Mice homozygous for this floxed Gcnt1 (glucosaminyl (N-acetyl) transferase 1, core 2) targeted mutation are viable and fertile and do not display any gross physical or behavioral abnormalities. When bred to cre transgenic strains, the loxP-flanked exon is deleted by cre expression to produce a null allele.

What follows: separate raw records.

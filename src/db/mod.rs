//! Database module for SQLite operations
//!
//! This module handles all database interactions including:
//! - Schema creation
//! - Metric snapshot reads and upserts
//! - OAuth token persistence

pub mod queries;
pub mod schema;

use std::path::PathBuf;
use std::sync::Mutex;

use rusqlite::Connection;
use thiserror::Error;

use crate::sources::oauth::{OAuthToken, TokenStore};

/// Database errors
#[derive(Error, Debug)]
pub enum DbError {
    #[error("SQLite error: {0}")]
    Sqlite(#[from] rusqlite::Error),

    #[error("Lock poisoned")]
    LockPoisoned,

    #[error("Corrupt stored value: {0}")]
    Corrupt(String),
}

/// Database connection wrapper
pub struct Database {
    conn: Mutex<Connection>,
}

impl Database {
    /// Open (or create) the database file
    pub fn new(path: PathBuf) -> Result<Self, DbError> {
        let conn = Connection::open(&path)?;
        conn.execute_batch("PRAGMA journal_mode = WAL; PRAGMA busy_timeout = 5000;")?;

        Ok(Self {
            conn: Mutex::new(conn),
        })
    }

    /// Initialize the database schema
    pub fn initialize(&self) -> Result<(), DbError> {
        let conn = self.conn.lock().map_err(|_| DbError::LockPoisoned)?;
        schema::create_tables(&conn)?;
        Ok(())
    }

    /// Execute a query with the database connection
    pub fn with_connection<F, T>(&self, f: F) -> Result<T, DbError>
    where
        F: FnOnce(&Connection) -> Result<T, DbError>,
    {
        let conn = self.conn.lock().map_err(|_| DbError::LockPoisoned)?;
        f(&conn)
    }
}

impl TokenStore for Database {
    fn load(&self, provider: &str) -> Result<Option<OAuthToken>, DbError> {
        self.with_connection(|conn| queries::load_token(conn, provider))
    }

    fn save(&self, provider: &str, token: &OAuthToken) -> Result<(), DbError> {
        self.with_connection(|conn| queries::save_token(conn, provider, token))
    }
}

/// Get the default database path
pub fn default_db_path() -> PathBuf {
    let data_dir = dirs::data_local_dir().unwrap_or_else(|| PathBuf::from("."));

    data_dir.join("siteline").join("analytics.db")
}
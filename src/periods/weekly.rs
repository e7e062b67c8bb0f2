//! Week bucket construction
//!
//! Weeks are anchored at the range start rather than a calendar Monday, so
//! a short range always begins with a full seven-day bucket.

use chrono::Duration;

use super::dates::day_label;
use super::MAX_WEEK_BUCKETS;
use crate::models::{DateRange, Granularity, Period};

/// Build seven-day buckets from `range.from`, truncating the last to `range.to`
pub fn build_week_periods(range: &DateRange) -> Vec<Period> {
    let mut periods = Vec::new();
    let mut start = range.from;

    while periods.len() < MAX_WEEK_BUCKETS {
        let end = (start + Duration::days(6)).min(range.to);
        let covers_end = end >= range.to;

        // The bucket holding the range end is labelled with that end date
        let label = if covers_end {
            day_label(range.to)
        } else {
            day_label(start)
        };

        periods.push(Period {
            start,
            end,
            granularity: Granularity::Week,
            label,
        });

        if covers_end {
            break;
        }
        start = end + Duration::days(1);
    }

    periods
}
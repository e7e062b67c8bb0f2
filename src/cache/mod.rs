//! Snapshot cache
//!
//! Stores one computed value per (family, bucket, metric). Freshness is
//! judged at read time against a ttl; rows never expire on their own and are
//! overwritten wholesale on refresh.

pub mod memory;
pub mod sqlite;

use chrono::{DateTime, Duration, Utc};

use crate::db::DbError;
use crate::models::{Snapshot, SnapshotKey};

pub use memory::MemorySnapshotStore;

/// Concurrent snapshot storage with last-writer-wins writes
pub trait SnapshotStore: Send + Sync {
    fn get(&self, key: &SnapshotKey) -> Result<Option<Snapshot>, DbError>;

    fn put(&self, key: &SnapshotKey, snapshot: &Snapshot) -> Result<(), DbError>;

    /// Read several keys, preserving order
    fn get_many(&self, keys: &[SnapshotKey]) -> Result<Vec<Option<Snapshot>>, DbError> {
        keys.iter().map(|key| self.get(key)).collect()
    }

    fn put_many(&self, entries: &[(SnapshotKey, Snapshot)]) -> Result<(), DbError> {
        for (key, snapshot) in entries {
            self.put(key, snapshot)?;
        }
        Ok(())
    }
}

/// True when every key has a snapshot younger than `ttl`.
///
/// An empty set is never fresh.
pub fn all_fresh(snapshots: &[Option<Snapshot>], now: DateTime<Utc>, ttl: Duration) -> bool {
    !snapshots.is_empty()
        && snapshots
            .iter()
            .all(|s| s.as_ref().is_some_and(|s| s.is_fresh(now, ttl)))
}
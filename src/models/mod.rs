//! Data models for the analytics aggregator
//!
//! Contains the domain types shared by the period planner, the sources,
//! the snapshot cache and the aggregation service.

pub mod metric;
pub mod period;
pub mod record;
pub mod snapshot;

pub use metric::{MetricDefinition, MetricFamily, MetricKey, MetricKind, Selector};
pub use period::{DateRange, Granularity, Period};
pub use record::ExternalRecord;
pub use snapshot::{Snapshot, SnapshotKey, SnapshotOrigin};
//! Metric registry and aggregation
//!
//! - `registry`: which metrics exist, their stock/flow kind and source
//! - `aggregate`: per-bucket values from fetched records
//! - `backfill`: deterministic history for stock buckets without observations

pub mod aggregate;
pub mod backfill;
pub mod registry;

pub use aggregate::{BucketValue, ValueOrigin};
pub use backfill::BackfillRamp;
pub use registry::MetricRegistry;
//! Per-bucket metric values
//!
//! Flow values sum every record dated inside a bucket. Stock values take the
//! latest observation at or before the bucket end.

use std::collections::BTreeMap;

use chrono::{DateTime, Utc};
use rust_decimal::Decimal;

use crate::models::{ExternalRecord, MetricKey, Period, Snapshot, SnapshotOrigin};

/// How a bucket value was obtained
#[derive(Debug, Clone, Copy, PartialEq, Eq)]
pub enum ValueOrigin {
    /// Computed from records fetched in this request
    Observed,
    /// Taken verbatim from a previously stored snapshot
    Stored(SnapshotOrigin),
    /// Synthesized by the backfill ramp
    Backfilled,
    /// Zero standing in for a bucket whose fetch failed
    Placeholder,
}

/// A computed value for one bucket of one metric
#[derive(Debug, Clone, PartialEq, Eq)]
pub struct BucketValue {
    pub value: Decimal,
    pub count: Option<u32>,
    pub origin: ValueOrigin,
}

impl BucketValue {
    pub fn observed(value: Decimal, count: u32) -> Self {
        Self {
            value,
            count: Some(count),
            origin: ValueOrigin::Observed,
        }
    }

    pub fn placeholder() -> Self {
        Self {
            value: Decimal::ZERO,
            count: None,
            origin: ValueOrigin::Placeholder,
        }
    }

    pub fn backfilled(value: Decimal) -> Self {
        Self {
            value,
            count: None,
            origin: ValueOrigin::Backfilled,
        }
    }

    /// Reuse a stored snapshot as-is
    pub fn from_snapshot(snapshot: &Snapshot) -> Self {
        Self {
            value: snapshot.value,
            count: snapshot.count,
            origin: ValueOrigin::Stored(snapshot.origin),
        }
    }

    /// True for values backed by a real observation, now or in the past
    pub fn is_observed(&self) -> bool {
        matches!(
            self.origin,
            ValueOrigin::Observed | ValueOrigin::Stored(SnapshotOrigin::Observed)
        )
    }

    /// Origin to record when this value is persisted; placeholders are never stored
    pub fn snapshot_origin(&self) -> Option<SnapshotOrigin> {
        match self.origin {
            ValueOrigin::Observed => Some(SnapshotOrigin::Observed),
            ValueOrigin::Backfilled => Some(SnapshotOrigin::Backfilled),
            ValueOrigin::Stored(origin) => Some(origin),
            ValueOrigin::Placeholder => None,
        }
    }
}

/// Sum a flow metric's records dated within the bucket
pub fn flow_value(period: &Period, metric: &MetricKey, records: &[ExternalRecord]) -> BucketValue {
    let mut total = Decimal::ZERO;
    let mut count = 0u32;

    for record in records
        .iter()
        .filter(|r| &r.category == metric && period.contains(r.timestamp))
    {
        total += record.amount;
        count = count.saturating_add(1);
    }

    BucketValue::observed(total, count)
}

/// A stock metric's known values, keyed by observation time
#[derive(Debug, Clone, Default, PartialEq, Eq)]
pub struct StockObservations {
    points: BTreeMap<DateTime<Utc>, (Decimal, u32)>,
}

impl StockObservations {
    /// Group a metric's records by timestamp; each timestamp is one observation
    pub fn from_records(metric: &MetricKey, records: &[ExternalRecord]) -> Self {
        let mut points: BTreeMap<DateTime<Utc>, (Decimal, u32)> = BTreeMap::new();
        for record in records.iter().filter(|r| &r.category == metric) {
            let point = points
                .entry(record.timestamp)
                .or_insert((Decimal::ZERO, 0));
            point.0 += record.amount;
            point.1 = point.1.saturating_add(1);
        }
        Self { points }
    }

    /// Record an observation explicitly, e.g. an empty stage seen at fetch time
    pub fn observe(&mut self, at: DateTime<Utc>, value: Decimal, count: u32) {
        self.points.insert(at, (value, count));
    }

    pub fn is_empty(&self) -> bool {
        self.points.is_empty()
    }

    /// Most recent observation overall
    pub fn latest(&self) -> Option<(DateTime<Utc>, Decimal)> {
        self.points.iter().next_back().map(|(at, (v, _))| (*at, *v))
    }

    /// Latest observation at or before the end of the bucket
    pub fn value_at_end_of(&self, period: &Period) -> Option<BucketValue> {
        self.points
            .range(..period.end_exclusive())
            .next_back()
            .map(|(_, (value, count))| BucketValue::observed(*value, *count))
    }
}
//! Export module for CSV and JSON downloads
//!
//! Renders an aggregated series into an in-memory document served by the
//! export endpoint.

pub mod csv_export;
pub mod json_export;

use rust_decimal::{Decimal, RoundingStrategy};
use serde::{Deserialize, Serialize};
use thiserror::Error;

use crate::service::AggregationResult;

/// Export errors
#[derive(Error, Debug)]
pub enum ExportError {
    #[error("Invalid export format: {0}. Use 'csv' or 'json'")]
    InvalidFormat(String),

    #[error("Failed to write CSV record: {0}")]
    Csv(#[from] csv::Error),

    #[error("Failed to serialize JSON: {0}")]
    Json(#[from] serde_json::Error),

    #[error("Failed to flush export buffer: {0}")]
    Io(#[from] std::io::Error),
}

/// Export format options
#[derive(Debug, Clone, Copy, PartialEq, Eq, Default, Serialize, Deserialize)]
#[serde(rename_all = "lowercase")]
pub enum ExportFormat {
    #[default]
    Csv,
    Json,
}

impl std::str::FromStr for ExportFormat {
    type Err = ExportError;

    fn from_str(s: &str) -> Result<Self, Self::Err> {
        match s.to_lowercase().as_str() {
            "csv" => Ok(ExportFormat::Csv),
            "json" => Ok(ExportFormat::Json),
            _ => Err(ExportError::InvalidFormat(s.to_string())),
        }
    }
}

impl ExportFormat {
    /// Get file extension for format
    pub fn extension(&self) -> &'static str {
        match self {
            ExportFormat::Csv => "csv",
            ExportFormat::Json => "json",
        }
    }

    pub fn content_type(&self) -> &'static str {
        match self {
            ExportFormat::Csv => "text/csv; charset=utf-8",
            ExportFormat::Json => "application/json",
        }
    }
}

/// A rendered download
#[derive(Debug, Clone, PartialEq, Eq)]
pub struct ExportDocument {
    pub format: ExportFormat,
    pub filename: String,
    pub body: Vec<u8>,
}

/// Filename derived from the series range, e.g. `analytics_20250601_20250620.csv`
pub fn export_filename(result: &AggregationResult, format: ExportFormat) -> String {
    format!(
        "analytics_{}_{}.{}",
        result.range.from.format("%Y%m%d"),
        result.range.to.format("%Y%m%d"),
        format.extension()
    )
}

/// Amount as written to exports: two decimal places, half away from zero
pub(crate) fn format_amount(value: Decimal) -> String {
    value
        .round_dp_with_strategy(2, RoundingStrategy::MidpointAwayFromZero)
        .to_string()
}

/// Render a series in the requested format
pub fn render(result: &AggregationResult, format: ExportFormat) -> Result<ExportDocument, ExportError> {
    let body = match format {
        ExportFormat::Csv => csv_export::write_series_csv(result)?,
        ExportFormat::Json => json_export::write_series_json(result)?,
    };

    Ok(ExportDocument {
        format,
        filename: export_filename(result, format),
        body,
    })
}


#[cfg(test)]
mod tests {
    use super::*;

    #[test]
    fn test_export_format_from_str() {
        assert_eq!("csv".parse::<ExportFormat>().unwrap(), ExportFormat::Csv);
        assert_eq!("CSV".parse::<ExportFormat>().unwrap(), ExportFormat::Csv);
        assert_eq!("json".parse::<ExportFormat>().unwrap(), ExportFormat::Json);
        assert!(matches!(
            "xml".parse::<ExportFormat>(),
            Err(ExportError::InvalidFormat(_))
        ));
    }

    #[test]
    fn test_export_format_extension() {
        assert_eq!(ExportFormat::Csv.extension(), "csv");
        assert_eq!(ExportFormat::Json.extension(), "json");
        assert_eq!(ExportFormat::default(), ExportFormat::Csv);
    }

    #[test]
    fn test_export_filename_uses_range() {
        let result = fixtures::sample_result();
        assert_eq!(
            export_filename(&result, ExportFormat::Json),
            "analytics_20250601_20250610.json"
        );
    }

    #[test]
    fn test_format_amount() {
        assert_eq!(format_amount("4200.125".parse().unwrap()), "4200.13");
        assert_eq!(format_amount("12".parse().unwrap()), "12");
    }

    #[test]
    fn test_render_is_deterministic() {
        let result = fixtures::sample_result();
        let first = render(&result, ExportFormat::Json).unwrap();
        let second = render(&result, ExportFormat::Json).unwrap();
        assert_eq!(first, second);
        assert_eq!(first.format, ExportFormat::Json);
    }
}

Jamey D Marth, Burnham Inst at Univ Calif Santa Barbara
|Allele Name||targeted mutation 2, Jamey Marth|
|Allele Type||Targeted (Conditional ready (e.g. floxed), No functional change)|
|Allele Synonym(s)||C2 GlcNAcT |
|Gene Symbol and Name||Gcnt1, glucosaminyl (N-acetyl) transferase 1, core 2|
|Strain of Origin||(129X1/SvJ x 129S1/Sv)F1-Kitl+|
|Molecular Note||The single protein coding exon was flanked upstream by a loxP site and downstream by a floxed neomycin resistance cassette. Transient Cre expression in correctly targeted cells resulted in removal of only the neomycin cassette in some ES cells.|
|Mutations Made By|| |
Jamey Marth, Burnham Inst at Univ Calif Santa Barbara
When maintained as a live colony, heterozygotes or homozygotes may be bred.
When using the B6;129-Gcnt1tm2Jxm/J mouse strain in a publication, please cite the originating article(s) and include JAX stock #009076 in your Materials and Methods section.